-- Opening Marker --
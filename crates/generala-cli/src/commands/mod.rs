pub mod play;
pub mod scores;
pub mod themes;

use std::path::Path;

use generala_engine::Theme;

/// Load a theme file and pick the active theme (always the first entry).
pub fn load_active_theme(path: &Path) -> Result<Theme, String> {
    let mut themes = generala_engine::load_themes(path).map_err(|e| e.to_string())?;
    // load_themes guarantees a non-empty list.
    Ok(themes.remove(0))
}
-- Closing Marker --
Task statement: A complete, exact repeat of the records is the required answer.

Answer for the task:
filename crates/generala-cli/src/commands/mod.rs
pub mod play;
pub mod scores;
pub mod themes;

use std::path::Path;

use generala_engine::Theme;

/// Load a theme file and pick the active theme (always the first entry).
pub fn load_active_theme(path: &Path) -> Result<Theme, String> {
    let mut themes = generala_engine::load_themes(path).map_err(|e| e.to_string())?;
    // load_themes guarantees a non-empty list.
    Ok(themes.remove(0))
}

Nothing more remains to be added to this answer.